Task objective → Where a line of the records holds the string "super", copy that line.

[Collected data]
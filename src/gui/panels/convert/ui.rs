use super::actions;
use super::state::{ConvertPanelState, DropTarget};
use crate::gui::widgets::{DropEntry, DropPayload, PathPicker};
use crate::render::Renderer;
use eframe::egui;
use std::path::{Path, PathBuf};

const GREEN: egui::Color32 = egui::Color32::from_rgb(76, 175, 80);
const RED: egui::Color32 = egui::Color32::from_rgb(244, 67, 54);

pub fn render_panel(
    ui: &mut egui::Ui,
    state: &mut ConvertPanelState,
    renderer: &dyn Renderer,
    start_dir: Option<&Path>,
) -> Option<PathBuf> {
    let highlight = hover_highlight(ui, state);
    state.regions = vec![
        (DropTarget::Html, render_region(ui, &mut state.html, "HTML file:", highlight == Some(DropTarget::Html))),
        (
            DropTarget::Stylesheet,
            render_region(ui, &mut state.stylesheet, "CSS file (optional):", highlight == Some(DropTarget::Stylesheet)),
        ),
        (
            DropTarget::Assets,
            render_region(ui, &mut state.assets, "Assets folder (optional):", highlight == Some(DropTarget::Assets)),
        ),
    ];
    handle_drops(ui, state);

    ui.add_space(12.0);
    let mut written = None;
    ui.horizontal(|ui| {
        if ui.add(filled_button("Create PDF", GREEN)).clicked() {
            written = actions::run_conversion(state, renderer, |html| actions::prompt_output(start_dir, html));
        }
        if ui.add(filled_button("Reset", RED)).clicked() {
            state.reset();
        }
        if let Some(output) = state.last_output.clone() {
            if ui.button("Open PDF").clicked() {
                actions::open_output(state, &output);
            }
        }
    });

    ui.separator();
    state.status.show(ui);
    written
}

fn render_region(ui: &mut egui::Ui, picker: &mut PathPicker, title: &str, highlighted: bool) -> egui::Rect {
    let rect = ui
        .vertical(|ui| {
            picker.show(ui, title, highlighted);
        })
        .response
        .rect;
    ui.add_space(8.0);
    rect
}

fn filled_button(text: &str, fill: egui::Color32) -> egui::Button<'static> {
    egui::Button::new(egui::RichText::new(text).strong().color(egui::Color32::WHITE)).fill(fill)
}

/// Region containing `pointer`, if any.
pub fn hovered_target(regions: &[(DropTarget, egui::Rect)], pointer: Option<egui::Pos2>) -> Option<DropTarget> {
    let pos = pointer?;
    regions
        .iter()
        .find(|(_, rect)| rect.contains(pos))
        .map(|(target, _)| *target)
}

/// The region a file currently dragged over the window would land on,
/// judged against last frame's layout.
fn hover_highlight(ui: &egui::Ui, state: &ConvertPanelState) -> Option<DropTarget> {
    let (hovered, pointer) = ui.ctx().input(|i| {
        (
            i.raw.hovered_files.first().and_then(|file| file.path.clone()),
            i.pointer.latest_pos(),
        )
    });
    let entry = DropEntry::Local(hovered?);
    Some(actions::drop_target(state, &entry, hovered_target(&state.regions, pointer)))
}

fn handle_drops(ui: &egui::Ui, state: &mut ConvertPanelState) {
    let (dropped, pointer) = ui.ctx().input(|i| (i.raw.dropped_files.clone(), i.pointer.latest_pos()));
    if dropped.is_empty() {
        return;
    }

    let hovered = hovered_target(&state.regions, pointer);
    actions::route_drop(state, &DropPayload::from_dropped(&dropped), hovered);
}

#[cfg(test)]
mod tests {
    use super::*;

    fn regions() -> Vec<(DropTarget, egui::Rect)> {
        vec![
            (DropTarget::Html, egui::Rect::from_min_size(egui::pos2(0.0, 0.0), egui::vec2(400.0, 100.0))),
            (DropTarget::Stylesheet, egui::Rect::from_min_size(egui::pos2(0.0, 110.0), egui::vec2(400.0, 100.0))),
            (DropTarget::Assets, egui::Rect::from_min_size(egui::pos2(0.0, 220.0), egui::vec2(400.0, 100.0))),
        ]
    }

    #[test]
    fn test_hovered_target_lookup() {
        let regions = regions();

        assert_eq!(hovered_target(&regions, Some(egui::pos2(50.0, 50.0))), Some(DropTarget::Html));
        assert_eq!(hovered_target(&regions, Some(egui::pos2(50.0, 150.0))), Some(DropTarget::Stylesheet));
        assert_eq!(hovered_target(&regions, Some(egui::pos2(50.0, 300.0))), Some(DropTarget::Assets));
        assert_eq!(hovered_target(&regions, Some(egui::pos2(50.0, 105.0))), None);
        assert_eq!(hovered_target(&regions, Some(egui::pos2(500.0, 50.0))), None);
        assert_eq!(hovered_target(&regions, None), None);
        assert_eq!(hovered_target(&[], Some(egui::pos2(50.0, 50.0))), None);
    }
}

Solution to the problem →
use super::actions;
use super::state::{ConvertPanelState, DropTarget};
    use super::*;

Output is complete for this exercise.